#### [BRIEF]
Every line holding "bookingId" should be copied from the records below.

Stored items:
--- START ---
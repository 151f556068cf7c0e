//! Booking and hotel payloads returned by the backend
//!
//! Wire format is camelCase JSON, matching the concierge API. Dates are
//! kept as strings; the backend guarantees checkIn <= checkOut and the
//! client does not re-validate.

use serde::{Deserialize, Serialize};

/// Status of a booking as reported by the backend.
///
/// The contract allows exactly these three values; anything else fails
/// deserialization and surfaces as an ordinary transport failure.
#[derive(Debug, Clone, Copy, Serialize, Deserialize, PartialEq, Eq)]
#[serde(rename_all = "SCREAMING_SNAKE_CASE")]
pub enum BookingStatus {
    Confirmed,
    Cancelled,
    Modified,
}

/// Booking confirmation attached to an assistant reply.
#[derive(Debug, Clone, Serialize, Deserialize, PartialEq)]
#[serde(rename_all = "camelCase")]
pub struct BookingInfo {
    pub booking_id: String,
    pub hotel_name: String,
    pub city: String,
    pub check_in: String,
    pub check_out: String,
    pub guests: u32,
    pub status: BookingStatus,
    #[serde(skip_serializing_if = "Option::is_none")]
    pub total_price: Option<f64>,
}

/// A hotel search result. Not interpreted by the core, only rendered.
#[derive(Debug, Clone, Serialize, Deserialize, PartialEq)]
#[serde(rename_all = "camelCase")]
pub struct HotelInfo {
    pub id: String,
    pub name: String,
    pub city: String,
    pub price_per_night: f64,
    pub room_type: String,
    pub available: bool,
}

#[cfg(test)]
mod tests {
    use super::*;

    #[test]
    fn booking_info_deserializes_camel_case() {
        let json = r#"{
            "bookingId": "B-1",
            "hotelName": "Lotus Inn",
            "city": "Chennai",
            "checkIn": "2024-05-01",
            "checkOut": "2024-05-03",
            "guests": 2,
            "status": "CONFIRMED",
            "totalPrice": 5400
        }"#;
        let info: BookingInfo = serde_json::from_str(json).unwrap();
        assert_eq!(info.booking_id, "B-1");
        assert_eq!(info.hotel_name, "Lotus Inn");
        assert_eq!(info.status, BookingStatus::Confirmed);
        assert_eq!(info.total_price, Some(5400.0));
    }

    #[test]
    fn booking_info_total_price_is_optional() {
        let json = r#"{
            "bookingId": "B-2",
            "hotelName": "Sea View",
            "city": "Goa",
            "checkIn": "2024-06-10",
            "checkOut": "2024-06-12",
            "guests": 1,
            "status": "CANCELLED"
        }"#;
        let info: BookingInfo = serde_json::from_str(json).unwrap();
        assert_eq!(info.status, BookingStatus::Cancelled);
        assert!(info.total_price.is_none());
    }

    #[test]
    fn unknown_status_is_rejected() {
        let json = r#"{
            "bookingId": "B-3",
            "hotelName": "Lotus Inn",
            "city": "Chennai",
            "checkIn": "2024-05-01",
            "checkOut": "2024-05-03",
            "guests": 2,
            "status": "PENDING"
        }"#;
        assert!(serde_json::from_str::<BookingInfo>(json).is_err());
    }

    #[test]
    fn status_round_trips_screaming_case() {
        for (status, text) in [
            (BookingStatus::Confirmed, "\"CONFIRMED\""),
            (BookingStatus::Cancelled, "\"CANCELLED\""),
            (BookingStatus::Modified, "\"MODIFIED\""),
        ] {
            assert_eq!(serde_json::to_string(&status).unwrap(), text);
        }
    }

    #[test]
    fn hotel_info_deserializes_camel_case() {
        let json = r#"{
            "id": "H-7",
            "name": "Lotus Inn",
            "city": "Chennai",
            "pricePerNight": 2700.0,
            "roomType": "Deluxe",
            "available": true
        }"#;
        let hotel: HotelInfo = serde_json::from_str(json).unwrap();
        assert_eq!(hotel.room_type, "Deluxe");
        assert!(hotel.available);
    }
}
--- END ---
#### [YOUR RESPONSE]
            "bookingId": "B-1",
            "bookingId": "B-2",
            "bookingId": "B-3",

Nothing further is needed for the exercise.